Seeing the EXPLAIN plan here is just... chef's kiss. The part where the "index" proudly announces it found all possible rows (rows=2.00) and then handed them over to the execution engine to actually do the filtering (Rows Removed by Index Recheck: 1) is just beautiful. It’s not a bug; it’s a two-phase commit to disappointing you. The index does its job: it finds documents that might have what you're looking for. The fact that it can't check the value within that path is just a minor detail, easily glossed over in a marketing one-pager. We called that "performance-adjacent."

But my favorite part, the part that really brings a tear to my eye, is the descent into madness with expression-based indexes.

This is the kind of solution you come up with at 2 AM before a big demo, praying nobody on the client's side knows what a timezone is. You ship it, call it an "advanced technique," write a blog post, and move on to the next fire. The fact that it still doesn't even solve the array problem is just the bitter icing on the cake. It solves a problem that doesn't exist while spectacularly failing at the one that does.

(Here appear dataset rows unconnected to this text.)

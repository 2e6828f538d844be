use clap::{CommandFactory, FromArgMatches, Parser};
use serde::Deserialize;
use std::env;
use std::io::{self, IsTerminal, Read};
use std::path::{Path, PathBuf};
use tracing::debug;

use crate::api::DEFAULT_API_BASE;
use crate::error::{Error, Result};
use crate::output::OutputFlags;

const API_KEY_VAR: &str = "OPENAI_API_KEY";

#[derive(Debug, Parser)]
#[clap(
    name = "aix",
    version,
    about = "A command-line tool to send a prompt to an LLM completion API. Reads from STDIN when input is piped."
)]
pub struct Options {
    #[clap(
        short('p'),
        long,
        value_name = "PROMPT",
        help = "Prompt to query; a file path or a string, may be repeated"
    )]
    pub prompt: Vec<String>,

    #[clap(
        value_name = "WORDS",
        help = "Prompt words, used when neither STDIN nor --prompt supply one"
    )]
    pub args: Vec<String>,

    #[clap(long, visible_alias("g3"), help = "Use the GPT-3.5 model (the default)")]
    pub gpt3: bool,

    #[clap(long, visible_alias("g4"), help = "Use the GPT-4 model")]
    pub gpt4: bool,

    #[clap(
        short('m'),
        long,
        value_name = "MODEL_ID",
        help = "Model to use, overrides --gpt3 and --gpt4 (ex: gpt-4-0314)"
    )]
    pub model: Option<String>,

    #[clap(long, visible_alias("lm"), help = "List the available models")]
    pub list_models: bool,

    #[clap(
        long("openai-api-key"),
        visible_alias("ak"),
        value_name = "API_KEY",
        help = "API key, a string or a file; if absent the envvar 'OPENAI_API_KEY' is checked"
    )]
    pub api_key: Option<String>,

    #[clap(
        long("api"),
        value_name = "URL",
        help = "The API base URL to use [default: https://api.openai.com/v1]"
    )]
    pub api: Option<String>,

    #[clap(
        short('t'),
        long,
        value_name = "F32",
        help = "Sets the temperature for sampling"
    )]
    pub temperature: Option<String>,

    #[clap(
        long("topp"),
        visible_alias("tp"),
        value_name = "F32",
        help = "Include only the top tokens whose probabilities add up to P when sampling"
    )]
    pub top_p: Option<String>,

    #[clap(
        long,
        visible_alias("sc"),
        value_name = "SYSTEM",
        help = "System message sent before the prompt; a file path or a string, may be repeated"
    )]
    pub system_context: Vec<String>,

    #[clap(short('s'), long, help = "Write the response to stdout as it's received")]
    pub stream: bool,

    #[clap(short('o'), long, value_name = "FILE", help = "File to write the output to")]
    pub output: Option<PathBuf>,

    #[clap(short('j'), long, help = "Write output as a single JSON line")]
    pub jsonl: bool,

    #[clap(short('v'), long, help = "Verbose mode")]
    pub verbose: bool,

    #[clap(long, help = "Only print the result")]
    pub silent: bool,
}

impl Options {
    /// Parses the process arguments, naming the command after the running tool.
    /// Exits the process on `--help`, `--version` or malformed flags.
    pub fn parse_as(name: &'static str, about: &'static str) -> Self {
        let matches = Options::command()
            .name(name)
            .bin_name(name)
            .about(about)
            .get_matches();
        Options::from_arg_matches(&matches).unwrap_or_else(|e| e.exit())
    }
}

/// Optional defaults read from `<config dir>/<tool>/config.yaml`.
#[derive(Debug, Default, Deserialize)]
#[serde(default)]
pub struct FileConfig {
    pub openai_api_key: Option<String>,
    pub api: Option<String>,
    pub model: Option<String>,
    pub gpt4: Option<bool>,
    pub temperature: Option<f32>,
    pub top_p: Option<f32>,
    pub system: Vec<String>,
    pub stream: Option<bool>,
}

impl FileConfig {
    /// Loads the file, or `None` when it does not exist.
    pub fn load(path: &Path) -> Result<Option<Self>> {
        if !path.is_file() {
            return Ok(None);
        }
        let contents = std::fs::read_to_string(path)?;
        let config = serde_yaml::from_str(&contents).map_err(|source| Error::ConfigFile {
            path: path.to_path_buf(),
            source,
        })?;
        Ok(Some(config))
    }

    /// The per-tool location, ex: `~/.config/aix/config.yaml`.
    pub fn default_path(tool: &str) -> Option<PathBuf> {
        dirs::config_dir().map(|dir| dir.join(tool).join("config.yaml"))
    }
}

/// What the process was started with besides its flags.
#[derive(Debug, Default, Clone)]
pub struct Environment {
    // Piped standard input, if any
    pub stdin: Option<String>,
    pub api_key: Option<String>,
    pub config_path: Option<PathBuf>,
}

impl Environment {
    pub fn from_process(tool: &str) -> Result<Self> {
        let stdin = if io::stdin().is_terminal() {
            None
        } else {
            let mut input = String::new();
            io::stdin().read_to_string(&mut input)?;
            Some(input)
        };

        Ok(Environment {
            stdin: stdin.filter(|s| !s.is_empty()),
            api_key: env::var(API_KEY_VAR).ok().filter(|k| !k.is_empty()),
            config_path: FileConfig::default_path(tool),
        })
    }
}

/// The fully resolved settings for one invocation.
#[derive(Debug, Clone, Default)]
pub struct Config {
    pub api_key: Option<String>,
    pub api: String,
    pub prompt: String,
    pub model: Option<String>,
    pub gpt4: bool,
    pub list_models: bool,
    pub temperature: Option<f32>,
    pub top_p: Option<f32>,
    pub system: Vec<String>,
    pub stream: bool,
    pub output: Option<PathBuf>,
    pub jsonl: bool,
    pub verbose: bool,
    pub silent: bool,
}

impl Config {
    /// Merges the flags with standard input, the environment and the config
    /// file.
    ///
    /// The prompt comes from piped input first, then `--prompt`, then the
    /// trailing words. The API key comes from the flag, then `OPENAI_API_KEY`,
    /// then the config file; the file is only read when no key was found
    /// earlier, and then also fills any setting the flags left unset.
    pub fn resolve(options: Options, environment: &Environment) -> Result<Self> {
        let prompt = match &environment.stdin {
            Some(input) => input.clone(),
            None => {
                let prompt = read_values(&options.prompt)?.join("\n");
                if prompt.is_empty() {
                    options.args.join(" ")
                } else {
                    prompt
                }
            }
        };

        let flag_key = match &options.api_key {
            Some(key) => Some(read_value(key)?.trim().to_string()),
            None => None,
        };

        if options.gpt3 && options.gpt4 {
            debug!("both --gpt3 and --gpt4 given, using gpt4");
        }

        let mut config = Config {
            api_key: flag_key
                .filter(|k| !k.is_empty())
                .or_else(|| environment.api_key.clone()),
            api: options.api.unwrap_or_default(),
            prompt,
            model: options.model.filter(|m| !m.is_empty()),
            gpt4: options.gpt4,
            list_models: options.list_models,
            temperature: parse_float(options.temperature.as_deref()),
            top_p: parse_float(options.top_p.as_deref()),
            system: read_lines(&options.system_context)?,
            stream: options.stream,
            output: options.output,
            jsonl: options.jsonl,
            verbose: options.verbose,
            silent: options.silent,
        };

        if config.api_key.is_none() {
            if let Some(path) = &environment.config_path {
                if let Some(file) = FileConfig::load(path)? {
                    debug!(path = %path.display(), "loaded config file");
                    config.apply_file(file);
                }
            }
        }
        if config.api.is_empty() {
            config.api = DEFAULT_API_BASE.to_string();
        }

        if config.stream && config.jsonl {
            return Err(Error::IncompatibleFlags);
        }
        Ok(config)
    }

    fn apply_file(&mut self, file: FileConfig) {
        self.api_key = file.openai_api_key.filter(|k| !k.is_empty());
        if self.api.is_empty() {
            self.api = file.api.unwrap_or_default();
        }
        if self.model.is_none() {
            self.model = file.model.filter(|m| !m.is_empty());
        }
        self.gpt4 |= file.gpt4.unwrap_or(false);
        self.temperature = self.temperature.or(file.temperature.filter(|v| v.is_finite()));
        self.top_p = self.top_p.or(file.top_p.filter(|v| v.is_finite()));
        if self.system.is_empty() {
            self.system = file.system;
        }
        self.stream |= file.stream.unwrap_or(false);
    }

    pub fn output_flags(&self) -> OutputFlags {
        OutputFlags {
            jsonl: self.jsonl,
            verbose: self.verbose,
            silent: self.silent,
        }
    }
}

/// A float given as text; anything that does not parse counts as unset.
fn parse_float(raw: Option<&str>) -> Option<f32> {
    let raw = raw?.trim();
    match raw.parse::<f32>() {
        Ok(value) if value.is_finite() => Some(value),
        _ => {
            debug!(value = raw, "ignoring malformed number");
            None
        }
    }
}

// A flag value naming an existing file stands for that file's contents.
fn read_value(value: &str) -> Result<String> {
    let path = Path::new(value);
    if path.is_file() {
        Ok(std::fs::read_to_string(path)?)
    } else {
        Ok(value.to_string())
    }
}

fn read_values(values: &[String]) -> Result<Vec<String>> {
    values.iter().map(|v| read_value(v)).collect()
}

// Like `read_values`, but files contribute one entry per non-blank line.
fn read_lines(values: &[String]) -> Result<Vec<String>> {
    let mut lines = Vec::new();
    for value in values {
        if Path::new(value).is_file() {
            let contents = read_value(value)?;
            lines.extend(
                contents
                    .lines()
                    .map(str::trim)
                    .filter(|l| !l.is_empty())
                    .map(str::to_string),
            );
        } else {
            lines.push(value.clone());
        }
    }
    Ok(lines)
}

The author concludes that you should use the right tool for the job. And they're right, of course. But what they so wonderfully illustrate is the sheer amount of technical debt, broken promises, and clever-but-wrong workarounds you have to wade through to even figure out what the "right tool" is anymore. Every database now claims to do everything, and the documentation always shows you the one perfect, sanitized example where it works.

You have to admire the effort, though. Trying to bolt a flexible, schema-on-read document model onto a rigid, schema-on-write relational kernel is the software equivalent of putting racing stripes on a tractor. Sure, it looks fast in the brochure, but you're still gonna have a bad time at the Formula 1 race.

Sigh. Just another Tuesday in the database wars. At least the bodies are buried under a mountain of EXPLAIN plans that nobody reads.